Thrombotic Thrombocytopenic Purpura (TTP)

Thrombotic thrombocytopenic purpura (similar to hemolytic-uremic syndrome [HUS]) involves nonimmunologic platelet destruction. Endothelial damage is common. Loose strands of platelets and fibrin are deposited in multiple small vessels and damage passing platelets and red blood cells (RBCs), causing significant thrombocytopenia and anemia (microangiopathic hemolytic anemia). Platelets are also consumed within multiple small thrombi, contributing to the thrombocytopenia.

Multiple organs develop platelet–von Willebrand factor (VWF) thrombi localized primarily to arteriocapillary junctions, described as thrombotic microangiopathy. The brain, gastrointestinal tract, and kidneys are particularly likely to be affected.

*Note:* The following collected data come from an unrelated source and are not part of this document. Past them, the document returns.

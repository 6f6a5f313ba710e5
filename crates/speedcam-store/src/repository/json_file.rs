//! JSON document repository.
//!
//! The whole collection lives in one file shaped `{"points": [...]}`. Reads
//! go to disk every time so edits made by other tools are picked up; writes
//! rewrite the document through a sibling temp file.

use std::path::{Path, PathBuf};

use async_trait::async_trait;
use serde::{Deserialize, Serialize};
use tokio::sync::Mutex;
use tracing::{debug, info, instrument};

use super::traits::CameraRepository;
use crate::error::Result;
use speedcam_domain::CameraRecord;

/// On-disk document layout
#[derive(Debug, Default, Serialize, Deserialize)]
pub struct Document {
    #[serde(default)]
    pub points: Vec<CameraRecord>,
}

/// Repository persisting records to a single JSON file
#[derive(Debug)]
pub struct JsonFileRepository {
    path: PathBuf,
    /// Serializes read-modify-write cycles
    write_lock: Mutex<()>,
}

impl JsonFileRepository {
    /// Open the document at `path`, creating an empty one if it is missing.
    ///
    /// # Errors
    ///
    /// Fails if the file cannot be created or holds invalid JSON.
    pub async fn open(path: impl AsRef<Path>) -> Result<Self> {
        let repo = Self {
            path: path.as_ref().to_path_buf(),
            write_lock: Mutex::new(()),
        };

        if tokio::fs::try_exists(&repo.path).await? {
            let doc = repo.read_document().await?;
            info!(path = %repo.path.display(), points = doc.points.len(), "Opened camera store");
        } else {
            repo.write_document(&Document::default()).await?;
            info!(path = %repo.path.display(), "Created empty camera store");
        }

        Ok(repo)
    }

    pub fn path(&self) -> &Path {
        &self.path
    }

    async fn read_document(&self) -> Result<Document> {
        let raw = tokio::fs::read(&self.path).await?;
        if raw.iter().all(u8::is_ascii_whitespace) {
            return Ok(Document::default());
        }
        Ok(serde_json::from_slice(&raw)?)
    }

    async fn write_document(&self, doc: &Document) -> Result<()> {
        let body = serde_json::to_vec_pretty(doc)?;
        let mut tmp = self.path.clone().into_os_string();
        tmp.push(".tmp");
        tokio::fs::write(&tmp, body).await?;
        tokio::fs::rename(&tmp, &self.path).await?;
        debug!(path = %self.path.display(), points = doc.points.len(), "Wrote camera store");
        Ok(())
    }
}

#[async_trait]
impl CameraRepository for JsonFileRepository {
    #[instrument(skip(self), fields(path = %self.path.display()))]
    async fn list(&self) -> Result<Vec<CameraRecord>> {
        Ok(self.read_document().await?.points)
    }

    #[instrument(skip_all, fields(city = %record.city_name))]
    async fn create(&self, record: CameraRecord) -> Result<CameraRecord> {
        record.validate()?;

        let _guard = self.write_lock.lock().await;
        let mut doc = self.read_document().await?;
        doc.points.push(record.clone());
        self.write_document(&doc).await?;

        info!(total = doc.points.len(), "Camera record added");
        Ok(record)
    }

    #[instrument(skip_all, fields(count = records.len()))]
    async fn replace_all(&self, records: Vec<CameraRecord>) -> Result<usize> {
        let _guard = self.write_lock.lock().await;
        let doc = Document { points: records };
        self.write_document(&doc).await?;
        Ok(doc.points.len())
    }
}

Although kidney involvement is often present on biopsy (if done), severe acute kidney injury is rare, unlike in HUS. The microthrombi do not include RBCs or fibrin (unlike thrombi in disseminated intravascular coagulation) and do not manifest the vessel wall granulocytic infiltration characteristic of vasculitis). Large-vessel thrombi are uncommon.

Thrombotic thrombocytopenic purpura is caused by

• Congenital or acquired deficient activity of the plasma enzyme ADAMTS13

The ADAMTS13 enzyme is a plasma protease that cleaves von Willebrand factor (VWF) into smaller sizes and thereby eliminates unusually large VWF multimers that would otherwise accumulate on endothelial cells where they can cause platelet thrombi. ADAMTS13 activity usually has to be < 10% of normal for TTP to manifest. Other prothrombotic factors may also need to be present.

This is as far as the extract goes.